In the Morning they get hot piping bed tea. Because taking warm water is essential again, along with breakfast, tea is provided. We tell them not to drink cold water. Enough amount of ORS (Oral rehydration solutions), made with salt, sugar, water and lime, prevents Dehydration.

Protein wise food is given to everyone. Fish, chicken or meats are not provided as some of them are vegetarians. Eggs are permitted. Some take egg daily and some on alternate days.

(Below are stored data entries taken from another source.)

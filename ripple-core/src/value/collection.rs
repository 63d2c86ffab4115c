//! Keyed collections: insertion-ordered maps and sets.
//!
//! Keys compare with SameValueZero and are stored raw. Change descriptors
//! use insertion positions, so observers can treat maps and sets like
//! arrays of entries.

use std::cell::{OnceCell, RefCell};
use std::fmt;
use std::iter;
use std::rc::Rc;

use indexmap::{IndexMap, IndexSet};

use super::key::MapKey;
use super::{ObjectId, Value};
use crate::observer::{CollectionChange, CollectionKind, CollectionObserver, IndexMapping, IndexSlot};
use crate::proxy::{self, Proxied};

pub(crate) struct MapInner {
    id: ObjectId,
    entries: RefCell<IndexMap<MapKey, Value>>,
    observer: OnceCell<Rc<CollectionObserver>>,
}

pub(crate) struct SetInner {
    id: ObjectId,
    items: RefCell<IndexSet<MapKey>>,
    observer: OnceCell<Rc<CollectionObserver>>,
}

/// Handle to a map.
#[derive(Clone)]
pub struct MapRef {
    inner: Rc<MapInner>,
    proxied: bool,
}

/// Handle to a set.
#[derive(Clone)]
pub struct SetRef {
    inner: Rc<SetInner>,
    proxied: bool,
}

fn notify(slot: &OnceCell<Rc<CollectionObserver>>, change: impl FnOnce() -> CollectionChange) {
    if let Some(observer) = slot.get().cloned() {
        observer.notify(&change());
    }
}

/// Mapping for removing the entry at `index` out of `old_len`.
fn removal(old_len: usize, index: usize, item: Value) -> CollectionChange {
    CollectionChange::Indexed(IndexMapping {
        indices: (0..old_len)
            .filter(|&i| i != index)
            .map(IndexSlot::Moved)
            .collect(),
        deleted_indices: vec![index],
        deleted_items: vec![item],
    })
}

fn appended(old_len: usize) -> CollectionChange {
    let mut mapping = IndexMapping::identity(old_len);
    mapping.indices.push(IndexSlot::Added);
    CollectionChange::Indexed(mapping)
}

impl MapRef {
    pub fn new() -> Self {
        Self {
            inner: Rc::new(MapInner {
                id: ObjectId::next(),
                entries: RefCell::new(IndexMap::new()),
                observer: OnceCell::new(),
            }),
            proxied: false,
        }
    }

    pub fn from_entries<I, K, V>(entries: I) -> Self
    where
        I: IntoIterator<Item = (K, V)>,
        K: Into<Value>,
        V: Into<Value>,
    {
        let map = Self::new();
        {
            let mut slots = map.inner.entries.borrow_mut();
            for (key, value) in entries {
                let value: Value = value.into();
                slots.insert(MapKey::new(key.into()), value.raw());
            }
        }
        map
    }

    pub(crate) fn from_inner(inner: Rc<MapInner>, proxied: bool) -> Self {
        Self { inner, proxied }
    }

    pub(crate) fn inner(&self) -> &Rc<MapInner> {
        &self.inner
    }

    pub fn id(&self) -> ObjectId {
        self.inner.id
    }

    pub(crate) fn observer(&self) -> Rc<CollectionObserver> {
        Rc::clone(self.inner.observer.get_or_init(|| {
            CollectionObserver::new(CollectionKind::Map, Value::Map(self.raw()).downgrade())
        }))
    }

    fn track_collection(&self) {
        if self.proxied {
            proxy::observe_collection(&Value::Map(self.raw()));
        }
    }

    fn wrap(&self, value: Value) -> Value {
        if self.proxied {
            value.proxy()
        } else {
            value
        }
    }

    pub(crate) fn raw_size(&self) -> usize {
        self.inner.entries.borrow().len()
    }

    pub(crate) fn raw_entries(&self) -> Vec<(Value, Value)> {
        self.inner
            .entries
            .borrow()
            .iter()
            .map(|(k, v)| (k.value().clone(), v.clone()))
            .collect()
    }

    /// Number of entries. Tracked as `size` on proxies.
    pub fn size(&self) -> usize {
        if self.proxied {
            proxy::observe_property(&Value::Map(self.raw()), "size");
        }
        self.raw_size()
    }

    pub fn get(&self, key: &Value) -> Value {
        self.track_collection();
        let value = self
            .inner
            .entries
            .borrow()
            .get(&MapKey::new(key.clone()))
            .cloned()
            .unwrap_or_default();
        self.wrap(value)
    }

    pub fn has(&self, key: &Value) -> bool {
        self.track_collection();
        self.inner.entries.borrow().contains_key(&MapKey::new(key.clone()))
    }

    /// Insert or replace. Replacing with a strictly equal value is silent.
    pub fn set(&self, key: impl Into<Value>, value: impl Into<Value>) -> &Self {
        let key = MapKey::new(key.into());
        let value: Value = value.into();
        let value = value.raw();
        let (old_len, replaced) = {
            let mut entries = self.inner.entries.borrow_mut();
            let old_len = entries.len();
            match entries.get_full_mut(&key) {
                Some((index, _, slot)) => {
                    if slot.strict_eq(&value) {
                        return self;
                    }
                    (old_len, Some((index, std::mem::replace(slot, value))))
                }
                None => {
                    entries.insert(key, value);
                    (old_len, None)
                }
            }
        };
        notify(&self.inner.observer, || match replaced {
            Some((index, previous)) => {
                let mut mapping = IndexMapping::identity(old_len);
                mapping.indices[index] = IndexSlot::Added;
                mapping.deleted_indices.push(index);
                mapping.deleted_items.push(previous);
                CollectionChange::Indexed(mapping)
            }
            None => appended(old_len),
        });
        self
    }

    /// Remove an entry; returns whether it existed.
    pub fn delete(&self, key: &Value) -> bool {
        let removed = {
            let mut entries = self.inner.entries.borrow_mut();
            let old_len = entries.len();
            entries
                .shift_remove_full(&MapKey::new(key.clone()))
                .map(|(index, _, value)| (old_len, index, value))
        };
        match removed {
            Some((old_len, index, value)) => {
                notify(&self.inner.observer, || removal(old_len, index, value));
                true
            }
            None => false,
        }
    }

    pub fn clear(&self) {
        let had_entries = {
            let mut entries = self.inner.entries.borrow_mut();
            let had_entries = !entries.is_empty();
            entries.clear();
            had_entries
        };
        if had_entries {
            notify(&self.inner.observer, || CollectionChange::Reset);
        }
    }

    pub fn keys(&self) -> Vec<Value> {
        self.entries().into_iter().map(|(k, _)| k).collect()
    }

    pub fn values(&self) -> Vec<Value> {
        self.entries().into_iter().map(|(_, v)| v).collect()
    }

    pub fn entries(&self) -> Vec<(Value, Value)> {
        self.track_collection();
        self.raw_entries()
            .into_iter()
            .map(|(k, v)| (self.wrap(k), self.wrap(v)))
            .collect()
    }

    pub fn for_each<F>(&self, mut f: F)
    where
        F: FnMut(Value, Value),
    {
        for (key, value) in self.entries() {
            f(value, key);
        }
    }
}

impl SetRef {
    pub fn new() -> Self {
        Self::from_values(iter::empty::<Value>())
    }

    pub fn from_values<I>(values: I) -> Self
    where
        I: IntoIterator,
        I::Item: Into<Value>,
    {
        Self {
            inner: Rc::new(SetInner {
                id: ObjectId::next(),
                items: RefCell::new(values.into_iter().map(|v| MapKey::new(v.into())).collect()),
                observer: OnceCell::new(),
            }),
            proxied: false,
        }
    }

    pub(crate) fn from_inner(inner: Rc<SetInner>, proxied: bool) -> Self {
        Self { inner, proxied }
    }

    pub(crate) fn inner(&self) -> &Rc<SetInner> {
        &self.inner
    }

    pub fn id(&self) -> ObjectId {
        self.inner.id
    }

    pub(crate) fn observer(&self) -> Rc<CollectionObserver> {
        Rc::clone(self.inner.observer.get_or_init(|| {
            CollectionObserver::new(CollectionKind::Set, Value::Set(self.raw()).downgrade())
        }))
    }

    fn track_collection(&self) {
        if self.proxied {
            proxy::observe_collection(&Value::Set(self.raw()));
        }
    }

    pub(crate) fn raw_size(&self) -> usize {
        self.inner.items.borrow().len()
    }

    pub(crate) fn raw_values(&self) -> Vec<Value> {
        self.inner.items.borrow().iter().map(|k| k.value().clone()).collect()
    }

    /// Number of members. Tracked as `size` on proxies.
    pub fn size(&self) -> usize {
        if self.proxied {
            proxy::observe_property(&Value::Set(self.raw()), "size");
        }
        self.raw_size()
    }

    pub fn has(&self, value: &Value) -> bool {
        self.track_collection();
        self.inner.items.borrow().contains(&MapKey::new(value.clone()))
    }

    /// Add a member. Adding an existing member is silent.
    pub fn add(&self, value: impl Into<Value>) -> &Self {
        let inserted = {
            let mut items = self.inner.items.borrow_mut();
            let old_len = items.len();
            items.insert(MapKey::new(value.into())).then_some(old_len)
        };
        if let Some(old_len) = inserted {
            notify(&self.inner.observer, || appended(old_len));
        }
        self
    }

    pub fn delete(&self, value: &Value) -> bool {
        let removed = {
            let mut items = self.inner.items.borrow_mut();
            let old_len = items.len();
            items
                .shift_remove_full(&MapKey::new(value.clone()))
                .map(|(index, key)| (old_len, index, key.into_value()))
        };
        match removed {
            Some((old_len, index, item)) => {
                notify(&self.inner.observer, || removal(old_len, index, item));
                true
            }
            None => false,
        }
    }

    pub fn clear(&self) {
        let had_items = {
            let mut items = self.inner.items.borrow_mut();
            let had_items = !items.is_empty();
            items.clear();
            had_items
        };
        if had_items {
            notify(&self.inner.observer, || CollectionChange::Reset);
        }
    }

    pub fn values(&self) -> Vec<Value> {
        self.track_collection();
        self.raw_values()
            .into_iter()
            .map(|v| if self.proxied { v.proxy() } else { v })
            .collect()
    }

    pub fn for_each<F>(&self, mut f: F)
    where
        F: FnMut(Value),
    {
        for value in self.values() {
            f(value);
        }
    }
}

impl Default for MapRef {
    fn default() -> Self {
        Self::new()
    }
}

impl Default for SetRef {
    fn default() -> Self {
        Self::new()
    }
}

impl Proxied for MapRef {
    fn proxy(&self) -> Self {
        Self::from_inner(Rc::clone(&self.inner), true)
    }

    fn raw(&self) -> Self {
        Self::from_inner(Rc::clone(&self.inner), false)
    }

    fn is_proxy(&self) -> bool {
        self.proxied
    }
}

impl Proxied for SetRef {
    fn proxy(&self) -> Self {
        Self::from_inner(Rc::clone(&self.inner), true)
    }

    fn raw(&self) -> Self {
        Self::from_inner(Rc::clone(&self.inner), false)
    }

    fn is_proxy(&self) -> bool {
        self.proxied
    }
}

impl fmt::Debug for MapRef {
    fn fmt(&self, f: &mut fmt::Formatter<'_>) -> fmt::Result {
        if self.proxied {
            write!(f, "Proxy(Map#{})", self.id().raw())
        } else {
            write!(f, "Map#{}", self.id().raw())
        }
    }
}

impl fmt::Debug for SetRef {
    fn fmt(&self, f: &mut fmt::Formatter<'_>) -> fmt::Result {
        if self.proxied {
            write!(f, "Proxy(Set#{})", self.id().raw())
        } else {
            write!(f, "Set#{}", self.id().raw())
        }
    }
}

#[cfg(test)]
mod tests {
    use super::*;
    use crate::observer::{get_collection_observer, Observable};
    use crate::reactive::{CollectionSubscriber, Subscriber, SubscriberId};
    use crate::value::ObjectRef;

    #[derive(Default)]
    struct Counter {
        changes: RefCell<Vec<CollectionChange>>,
    }

    impl CollectionSubscriber for Counter {
        fn handle_collection_change(&self, change: &CollectionChange) {
            self.changes.borrow_mut().push(change.clone());
        }
    }

    fn watch(target: Value) -> Rc<Counter> {
        let counter = Rc::new(Counter::default());
        get_collection_observer(&target)
            .unwrap()
            .subscribe(Subscriber::collection(SubscriberId::new(), &counter));
        counter
    }

    #[test]
    fn map_set_then_delete() {
        let map = MapRef::new();
        let counter = watch(Value::Map(map.clone()));

        map.set("a", 1).set("b", 2);
        assert_eq!(map.size(), 2);
        assert!(map.delete(&Value::from("a")));
        assert!(!map.delete(&Value::from("a")));

        let changes = counter.changes.borrow();
        assert_eq!(changes.len(), 3);
        match &changes[2] {
            CollectionChange::Indexed(mapping) => {
                assert_eq!(mapping.indices, vec![IndexSlot::Moved(1)]);
                assert_eq!(mapping.deleted_items, vec![Value::from(1)]);
            }
            CollectionChange::Reset => panic!("expected indexed change"),
        }
    }

    #[test]
    fn map_overwrite_with_equal_value_is_silent() {
        let map = MapRef::from_entries([("k", 1)]);
        let counter = watch(Value::Map(map.clone()));

        map.set("k", 1);
        assert!(counter.changes.borrow().is_empty());
        map.set("k", 2);
        assert_eq!(counter.changes.borrow().len(), 1);
        assert_eq!(map.get(&Value::from("k")), Value::from(2));
    }

    #[test]
    fn object_keys_use_identity() {
        let key = ObjectRef::new();
        let map = MapRef::new();
        map.set(key.clone(), "found");

        assert_eq!(map.get(&Value::from(key.proxy())), Value::from("found"));
        assert_eq!(map.get(&Value::from(ObjectRef::new())), Value::Undefined);
    }

    #[test]
    fn set_ignores_duplicates() {
        let set = SetRef::new();
        let counter = watch(Value::Set(set.clone()));

        set.add(1).add(1).add(-0.0).add(0);
        assert_eq!(set.size(), 2);
        assert_eq!(counter.changes.borrow().len(), 2);
    }

    #[test]
    fn clear_reports_reset_only_when_non_empty() {
        let set = SetRef::from_values(["x"]);
        let counter = watch(Value::Set(set.clone()));

        set.clear();
        set.clear();
        let changes = counter.changes.borrow();
        assert_eq!(changes.len(), 1);
        assert!(matches!(changes[0], CollectionChange::Reset));
    }
}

How are the Elderly with comorbidities taken care?

For those who take heart and BP medicines, we give timely food, medicine and exercises. Outside food or oily food are not allowed. Every medication is checked and given.

Do the elderly feel lonely because they cannot meet their loved ones?

There is not a question of isolation or loneliness. Our caretakers are there 24X7, so nobody feels lonely. They keep in touch with their relatives through their mobile phones. Once in a while, some of the relatives share videos over the phone.

They understand the situation, and we keep briefing the relatives about the situation. One 89-year-old gentleman is habitual of taking non-veg daily. His daughter sends over the food daily. We collect the parcel at the gate and deliver it to him.

What about COVID sanitization?

Every third or fourth day we have COVID sanitization. Disinfectanting the door, windows, knobs, exposed to the outer environment shields the home from the virus.

Their reaction to the pandemic?

They have a TV in their room. So they can understand the situation, and they keep discussing among themselves. Besides, we sit and talk to them daily about the situation outside.

Recent studies found the elderly resist the pandemic and Lockdown better than the youngster. The study proved to be true when we look at the lockdown lifestyle of the elderly of the old age home.